▶ **Problem details**: Please return every line below that contains the string "records".
####
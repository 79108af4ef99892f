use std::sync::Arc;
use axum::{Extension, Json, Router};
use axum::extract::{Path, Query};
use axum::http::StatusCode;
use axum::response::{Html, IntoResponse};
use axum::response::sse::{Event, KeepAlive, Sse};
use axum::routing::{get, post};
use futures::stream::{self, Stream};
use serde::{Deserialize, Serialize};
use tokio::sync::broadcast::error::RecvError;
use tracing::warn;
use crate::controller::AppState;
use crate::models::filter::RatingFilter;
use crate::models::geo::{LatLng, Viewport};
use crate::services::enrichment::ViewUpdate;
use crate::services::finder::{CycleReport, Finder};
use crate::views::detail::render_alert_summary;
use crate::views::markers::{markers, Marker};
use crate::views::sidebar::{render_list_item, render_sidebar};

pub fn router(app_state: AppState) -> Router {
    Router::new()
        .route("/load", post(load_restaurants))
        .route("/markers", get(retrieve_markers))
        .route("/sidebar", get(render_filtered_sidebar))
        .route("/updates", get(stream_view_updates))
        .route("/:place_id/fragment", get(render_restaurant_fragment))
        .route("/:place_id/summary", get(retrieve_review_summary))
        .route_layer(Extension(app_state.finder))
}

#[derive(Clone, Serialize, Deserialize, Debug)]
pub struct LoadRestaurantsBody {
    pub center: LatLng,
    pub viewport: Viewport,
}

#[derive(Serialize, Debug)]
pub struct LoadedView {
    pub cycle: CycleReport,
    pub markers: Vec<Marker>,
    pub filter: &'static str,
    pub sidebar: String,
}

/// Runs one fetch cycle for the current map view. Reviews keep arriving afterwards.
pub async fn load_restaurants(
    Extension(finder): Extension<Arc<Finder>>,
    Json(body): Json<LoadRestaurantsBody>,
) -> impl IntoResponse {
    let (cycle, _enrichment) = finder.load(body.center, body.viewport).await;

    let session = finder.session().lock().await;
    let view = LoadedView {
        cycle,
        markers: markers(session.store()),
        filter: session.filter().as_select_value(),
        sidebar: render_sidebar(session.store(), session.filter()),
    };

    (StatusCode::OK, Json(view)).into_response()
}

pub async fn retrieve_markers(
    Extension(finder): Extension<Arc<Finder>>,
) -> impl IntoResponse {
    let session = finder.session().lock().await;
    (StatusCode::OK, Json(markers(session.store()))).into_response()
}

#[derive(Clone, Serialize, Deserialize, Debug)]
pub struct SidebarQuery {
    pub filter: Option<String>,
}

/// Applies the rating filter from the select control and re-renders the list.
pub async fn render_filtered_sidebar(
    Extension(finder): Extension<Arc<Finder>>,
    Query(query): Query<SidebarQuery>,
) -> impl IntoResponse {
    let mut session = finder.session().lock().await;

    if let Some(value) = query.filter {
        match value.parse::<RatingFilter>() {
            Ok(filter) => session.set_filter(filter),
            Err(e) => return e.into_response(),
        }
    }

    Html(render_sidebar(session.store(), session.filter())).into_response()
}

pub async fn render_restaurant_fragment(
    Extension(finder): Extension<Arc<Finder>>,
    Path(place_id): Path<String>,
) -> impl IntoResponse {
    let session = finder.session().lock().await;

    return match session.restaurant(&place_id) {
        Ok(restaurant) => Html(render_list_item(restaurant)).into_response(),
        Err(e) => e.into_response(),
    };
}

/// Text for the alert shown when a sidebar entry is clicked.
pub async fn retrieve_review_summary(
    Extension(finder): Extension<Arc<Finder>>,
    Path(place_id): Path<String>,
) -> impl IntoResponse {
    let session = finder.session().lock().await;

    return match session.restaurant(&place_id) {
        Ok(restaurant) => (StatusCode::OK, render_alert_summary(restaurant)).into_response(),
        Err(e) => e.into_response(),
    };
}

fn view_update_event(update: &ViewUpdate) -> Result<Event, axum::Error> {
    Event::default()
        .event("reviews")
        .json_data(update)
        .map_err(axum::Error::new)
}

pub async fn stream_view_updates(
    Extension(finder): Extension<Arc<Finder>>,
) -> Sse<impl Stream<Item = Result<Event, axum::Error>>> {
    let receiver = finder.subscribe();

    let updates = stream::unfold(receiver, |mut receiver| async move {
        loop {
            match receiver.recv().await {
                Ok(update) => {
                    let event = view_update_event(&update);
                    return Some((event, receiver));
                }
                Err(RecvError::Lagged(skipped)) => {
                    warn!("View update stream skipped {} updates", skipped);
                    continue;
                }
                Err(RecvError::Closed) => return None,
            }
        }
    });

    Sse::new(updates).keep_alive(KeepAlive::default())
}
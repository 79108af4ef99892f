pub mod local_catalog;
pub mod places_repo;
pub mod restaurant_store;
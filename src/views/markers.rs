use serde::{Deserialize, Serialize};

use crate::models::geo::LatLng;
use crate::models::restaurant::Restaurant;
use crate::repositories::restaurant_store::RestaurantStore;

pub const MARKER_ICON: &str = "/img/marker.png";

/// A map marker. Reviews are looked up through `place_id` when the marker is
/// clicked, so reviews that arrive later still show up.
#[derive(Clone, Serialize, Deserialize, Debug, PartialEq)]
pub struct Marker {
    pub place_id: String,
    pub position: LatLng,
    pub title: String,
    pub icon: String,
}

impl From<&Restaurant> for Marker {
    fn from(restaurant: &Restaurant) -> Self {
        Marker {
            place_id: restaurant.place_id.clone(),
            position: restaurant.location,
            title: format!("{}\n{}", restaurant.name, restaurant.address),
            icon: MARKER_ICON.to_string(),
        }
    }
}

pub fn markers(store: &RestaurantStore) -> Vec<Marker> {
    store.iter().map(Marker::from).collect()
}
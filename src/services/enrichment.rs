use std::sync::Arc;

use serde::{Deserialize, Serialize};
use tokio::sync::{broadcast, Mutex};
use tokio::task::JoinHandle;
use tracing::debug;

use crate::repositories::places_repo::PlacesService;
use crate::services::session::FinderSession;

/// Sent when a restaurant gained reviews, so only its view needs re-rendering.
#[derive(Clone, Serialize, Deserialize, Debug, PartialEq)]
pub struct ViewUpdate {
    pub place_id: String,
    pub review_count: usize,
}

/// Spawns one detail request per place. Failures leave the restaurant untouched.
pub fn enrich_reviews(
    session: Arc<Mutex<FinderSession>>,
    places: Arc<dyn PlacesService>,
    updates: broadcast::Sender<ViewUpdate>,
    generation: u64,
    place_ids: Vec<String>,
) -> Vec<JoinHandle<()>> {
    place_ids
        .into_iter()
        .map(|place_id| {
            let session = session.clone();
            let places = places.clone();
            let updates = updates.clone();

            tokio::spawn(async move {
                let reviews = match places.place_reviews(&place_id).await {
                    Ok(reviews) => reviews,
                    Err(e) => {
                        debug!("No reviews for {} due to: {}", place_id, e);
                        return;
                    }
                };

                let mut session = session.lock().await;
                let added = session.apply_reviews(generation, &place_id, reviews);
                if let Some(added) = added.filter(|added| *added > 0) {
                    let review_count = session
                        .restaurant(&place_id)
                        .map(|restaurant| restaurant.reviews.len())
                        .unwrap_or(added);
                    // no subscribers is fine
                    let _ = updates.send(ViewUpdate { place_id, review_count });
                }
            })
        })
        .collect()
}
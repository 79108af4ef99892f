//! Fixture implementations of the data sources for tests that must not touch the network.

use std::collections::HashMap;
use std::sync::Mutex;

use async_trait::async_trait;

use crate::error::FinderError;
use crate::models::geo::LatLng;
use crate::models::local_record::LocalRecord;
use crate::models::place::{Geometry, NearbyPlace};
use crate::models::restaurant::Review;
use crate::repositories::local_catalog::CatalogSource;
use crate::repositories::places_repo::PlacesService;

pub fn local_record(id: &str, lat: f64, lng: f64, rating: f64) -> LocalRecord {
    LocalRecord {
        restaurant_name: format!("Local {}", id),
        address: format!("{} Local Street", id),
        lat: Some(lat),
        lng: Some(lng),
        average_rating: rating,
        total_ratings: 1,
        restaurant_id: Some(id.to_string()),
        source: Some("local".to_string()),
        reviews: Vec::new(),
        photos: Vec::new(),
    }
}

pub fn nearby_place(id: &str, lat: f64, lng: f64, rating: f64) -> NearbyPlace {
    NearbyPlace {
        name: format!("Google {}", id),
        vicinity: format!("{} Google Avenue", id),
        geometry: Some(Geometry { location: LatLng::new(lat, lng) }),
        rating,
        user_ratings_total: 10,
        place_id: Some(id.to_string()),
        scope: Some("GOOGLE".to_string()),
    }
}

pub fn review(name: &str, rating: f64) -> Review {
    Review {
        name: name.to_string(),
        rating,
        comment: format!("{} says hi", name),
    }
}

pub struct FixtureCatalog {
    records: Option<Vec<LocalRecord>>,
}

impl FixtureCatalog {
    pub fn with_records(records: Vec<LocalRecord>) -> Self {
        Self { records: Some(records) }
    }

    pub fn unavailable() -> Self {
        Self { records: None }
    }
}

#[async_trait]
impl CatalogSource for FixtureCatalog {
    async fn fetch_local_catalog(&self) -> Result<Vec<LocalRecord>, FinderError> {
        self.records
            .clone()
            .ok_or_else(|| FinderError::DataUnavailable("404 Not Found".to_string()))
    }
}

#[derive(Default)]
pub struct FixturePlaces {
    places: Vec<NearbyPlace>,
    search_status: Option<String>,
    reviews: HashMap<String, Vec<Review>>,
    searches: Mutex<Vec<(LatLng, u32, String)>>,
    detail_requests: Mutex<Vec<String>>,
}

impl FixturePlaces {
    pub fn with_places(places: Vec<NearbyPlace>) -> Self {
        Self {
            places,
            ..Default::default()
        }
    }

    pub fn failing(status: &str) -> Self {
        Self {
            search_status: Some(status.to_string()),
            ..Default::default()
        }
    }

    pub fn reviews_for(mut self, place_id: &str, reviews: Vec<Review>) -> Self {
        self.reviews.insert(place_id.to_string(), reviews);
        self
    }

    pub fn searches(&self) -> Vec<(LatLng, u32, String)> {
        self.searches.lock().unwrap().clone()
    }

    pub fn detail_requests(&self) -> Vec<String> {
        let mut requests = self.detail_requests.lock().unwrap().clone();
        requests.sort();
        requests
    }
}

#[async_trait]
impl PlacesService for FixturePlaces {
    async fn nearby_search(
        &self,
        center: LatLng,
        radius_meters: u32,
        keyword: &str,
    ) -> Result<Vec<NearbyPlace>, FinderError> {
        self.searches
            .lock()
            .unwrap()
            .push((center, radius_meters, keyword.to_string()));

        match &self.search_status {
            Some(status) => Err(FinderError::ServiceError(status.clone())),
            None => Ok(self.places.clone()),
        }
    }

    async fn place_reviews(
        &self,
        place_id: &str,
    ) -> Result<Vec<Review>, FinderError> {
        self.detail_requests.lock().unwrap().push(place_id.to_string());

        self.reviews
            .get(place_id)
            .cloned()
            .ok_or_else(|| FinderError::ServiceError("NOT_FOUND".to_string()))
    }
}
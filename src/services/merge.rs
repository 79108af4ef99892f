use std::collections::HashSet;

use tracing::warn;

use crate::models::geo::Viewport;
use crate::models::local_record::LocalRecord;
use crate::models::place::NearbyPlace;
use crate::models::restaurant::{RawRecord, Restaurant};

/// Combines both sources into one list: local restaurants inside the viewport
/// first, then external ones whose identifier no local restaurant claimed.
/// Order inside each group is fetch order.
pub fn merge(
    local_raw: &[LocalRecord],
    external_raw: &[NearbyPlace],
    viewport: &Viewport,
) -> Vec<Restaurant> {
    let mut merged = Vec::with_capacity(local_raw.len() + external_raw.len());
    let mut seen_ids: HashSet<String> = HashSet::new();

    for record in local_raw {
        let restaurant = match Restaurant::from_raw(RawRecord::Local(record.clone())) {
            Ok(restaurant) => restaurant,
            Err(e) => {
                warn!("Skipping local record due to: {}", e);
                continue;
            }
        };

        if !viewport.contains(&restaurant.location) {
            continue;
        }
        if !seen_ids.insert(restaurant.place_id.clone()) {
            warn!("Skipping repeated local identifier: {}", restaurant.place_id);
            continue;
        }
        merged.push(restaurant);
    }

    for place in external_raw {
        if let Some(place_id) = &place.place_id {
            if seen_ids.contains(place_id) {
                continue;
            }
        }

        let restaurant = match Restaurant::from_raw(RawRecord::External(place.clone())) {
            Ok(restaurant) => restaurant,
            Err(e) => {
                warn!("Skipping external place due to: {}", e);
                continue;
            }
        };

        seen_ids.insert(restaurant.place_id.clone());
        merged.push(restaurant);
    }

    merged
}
####
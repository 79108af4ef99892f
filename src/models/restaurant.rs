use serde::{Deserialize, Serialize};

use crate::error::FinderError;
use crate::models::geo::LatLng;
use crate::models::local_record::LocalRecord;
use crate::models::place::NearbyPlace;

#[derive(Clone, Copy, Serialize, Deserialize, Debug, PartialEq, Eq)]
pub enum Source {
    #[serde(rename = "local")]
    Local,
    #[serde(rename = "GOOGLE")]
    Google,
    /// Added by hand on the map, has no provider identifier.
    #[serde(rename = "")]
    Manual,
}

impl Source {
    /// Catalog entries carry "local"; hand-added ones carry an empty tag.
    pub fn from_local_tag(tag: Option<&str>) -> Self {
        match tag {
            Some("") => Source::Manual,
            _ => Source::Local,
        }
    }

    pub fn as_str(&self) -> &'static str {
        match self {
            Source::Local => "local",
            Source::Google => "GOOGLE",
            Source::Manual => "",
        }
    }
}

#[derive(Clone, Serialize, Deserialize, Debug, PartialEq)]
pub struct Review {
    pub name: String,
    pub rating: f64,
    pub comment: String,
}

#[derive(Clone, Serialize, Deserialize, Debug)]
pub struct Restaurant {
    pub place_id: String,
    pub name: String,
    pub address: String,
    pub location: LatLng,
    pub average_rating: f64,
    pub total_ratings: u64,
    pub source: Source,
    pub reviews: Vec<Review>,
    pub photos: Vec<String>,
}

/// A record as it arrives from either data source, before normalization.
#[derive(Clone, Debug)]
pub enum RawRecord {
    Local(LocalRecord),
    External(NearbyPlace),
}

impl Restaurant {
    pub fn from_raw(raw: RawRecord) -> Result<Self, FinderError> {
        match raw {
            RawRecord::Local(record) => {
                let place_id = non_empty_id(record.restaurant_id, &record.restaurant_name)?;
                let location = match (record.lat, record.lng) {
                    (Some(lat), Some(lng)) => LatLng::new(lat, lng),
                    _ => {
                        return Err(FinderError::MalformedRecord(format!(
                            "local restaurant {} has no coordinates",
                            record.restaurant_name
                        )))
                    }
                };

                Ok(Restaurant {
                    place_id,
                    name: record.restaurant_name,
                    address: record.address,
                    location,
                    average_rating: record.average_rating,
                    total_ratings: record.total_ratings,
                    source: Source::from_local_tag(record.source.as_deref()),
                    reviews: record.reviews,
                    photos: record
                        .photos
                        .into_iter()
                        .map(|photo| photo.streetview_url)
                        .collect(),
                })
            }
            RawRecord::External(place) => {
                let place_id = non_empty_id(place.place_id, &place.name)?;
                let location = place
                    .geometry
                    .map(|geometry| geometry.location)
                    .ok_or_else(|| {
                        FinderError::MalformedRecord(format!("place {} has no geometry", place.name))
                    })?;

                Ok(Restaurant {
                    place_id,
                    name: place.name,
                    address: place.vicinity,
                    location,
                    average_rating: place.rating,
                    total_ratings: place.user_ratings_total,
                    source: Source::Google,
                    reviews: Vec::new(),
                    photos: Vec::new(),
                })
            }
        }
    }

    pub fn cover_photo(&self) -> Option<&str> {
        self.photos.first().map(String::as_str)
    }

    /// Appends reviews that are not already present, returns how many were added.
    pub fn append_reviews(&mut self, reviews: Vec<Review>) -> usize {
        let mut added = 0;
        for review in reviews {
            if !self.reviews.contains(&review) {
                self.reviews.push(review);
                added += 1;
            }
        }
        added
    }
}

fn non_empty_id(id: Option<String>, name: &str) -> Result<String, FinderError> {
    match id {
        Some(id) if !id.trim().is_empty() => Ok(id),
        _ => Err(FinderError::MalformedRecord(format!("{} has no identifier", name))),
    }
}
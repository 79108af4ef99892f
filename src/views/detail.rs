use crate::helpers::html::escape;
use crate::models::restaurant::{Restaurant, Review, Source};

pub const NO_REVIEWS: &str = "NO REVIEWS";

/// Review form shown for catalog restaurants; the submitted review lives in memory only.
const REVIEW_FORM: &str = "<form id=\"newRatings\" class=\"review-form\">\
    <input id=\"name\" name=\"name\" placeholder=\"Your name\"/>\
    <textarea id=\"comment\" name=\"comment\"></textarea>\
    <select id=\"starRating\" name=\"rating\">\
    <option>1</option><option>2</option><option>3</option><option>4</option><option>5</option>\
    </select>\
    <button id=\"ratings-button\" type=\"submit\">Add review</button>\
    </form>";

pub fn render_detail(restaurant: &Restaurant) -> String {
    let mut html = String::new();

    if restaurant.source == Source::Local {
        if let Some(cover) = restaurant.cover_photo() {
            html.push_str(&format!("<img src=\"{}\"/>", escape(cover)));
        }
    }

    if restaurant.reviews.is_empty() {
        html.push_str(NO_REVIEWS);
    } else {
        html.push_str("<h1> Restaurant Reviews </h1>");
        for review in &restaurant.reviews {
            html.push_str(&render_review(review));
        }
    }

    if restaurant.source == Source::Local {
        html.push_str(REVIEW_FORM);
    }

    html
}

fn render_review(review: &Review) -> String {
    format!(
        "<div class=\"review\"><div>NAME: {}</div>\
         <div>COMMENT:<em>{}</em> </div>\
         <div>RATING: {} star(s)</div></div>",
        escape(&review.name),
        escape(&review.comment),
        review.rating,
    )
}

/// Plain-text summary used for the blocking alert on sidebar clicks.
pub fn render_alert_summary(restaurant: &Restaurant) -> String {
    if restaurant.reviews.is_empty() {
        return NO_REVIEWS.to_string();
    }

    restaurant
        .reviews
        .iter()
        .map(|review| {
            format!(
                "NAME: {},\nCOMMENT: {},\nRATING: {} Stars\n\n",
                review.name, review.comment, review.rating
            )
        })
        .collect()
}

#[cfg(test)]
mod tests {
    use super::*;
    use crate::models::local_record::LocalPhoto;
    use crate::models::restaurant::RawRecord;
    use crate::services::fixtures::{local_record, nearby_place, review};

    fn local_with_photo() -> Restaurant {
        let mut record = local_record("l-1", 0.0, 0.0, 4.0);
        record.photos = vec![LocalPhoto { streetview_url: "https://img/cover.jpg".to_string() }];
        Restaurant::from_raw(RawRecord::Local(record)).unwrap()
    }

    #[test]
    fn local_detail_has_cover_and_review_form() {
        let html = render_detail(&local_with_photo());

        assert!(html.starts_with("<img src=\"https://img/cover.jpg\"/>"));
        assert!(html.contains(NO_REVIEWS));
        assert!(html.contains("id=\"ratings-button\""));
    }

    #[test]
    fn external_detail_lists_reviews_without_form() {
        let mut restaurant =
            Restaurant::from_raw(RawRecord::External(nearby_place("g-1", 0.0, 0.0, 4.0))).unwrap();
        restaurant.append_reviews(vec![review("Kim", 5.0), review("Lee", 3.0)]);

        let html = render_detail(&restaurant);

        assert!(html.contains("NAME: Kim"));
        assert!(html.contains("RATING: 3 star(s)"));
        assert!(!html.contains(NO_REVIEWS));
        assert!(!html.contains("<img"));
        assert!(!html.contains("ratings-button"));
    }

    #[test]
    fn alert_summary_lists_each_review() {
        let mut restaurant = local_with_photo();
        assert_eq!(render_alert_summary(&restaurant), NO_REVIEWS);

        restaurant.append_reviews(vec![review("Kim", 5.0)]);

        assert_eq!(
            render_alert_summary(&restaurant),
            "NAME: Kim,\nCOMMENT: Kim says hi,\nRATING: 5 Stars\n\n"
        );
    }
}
####
▶ **Expected answer**:
    records: Option<Vec<LocalRecord>>,
    pub fn with_records(records: Vec<LocalRecord>) -> Self {
        Self { records: Some(records) }
        Self { records: None }
        self.records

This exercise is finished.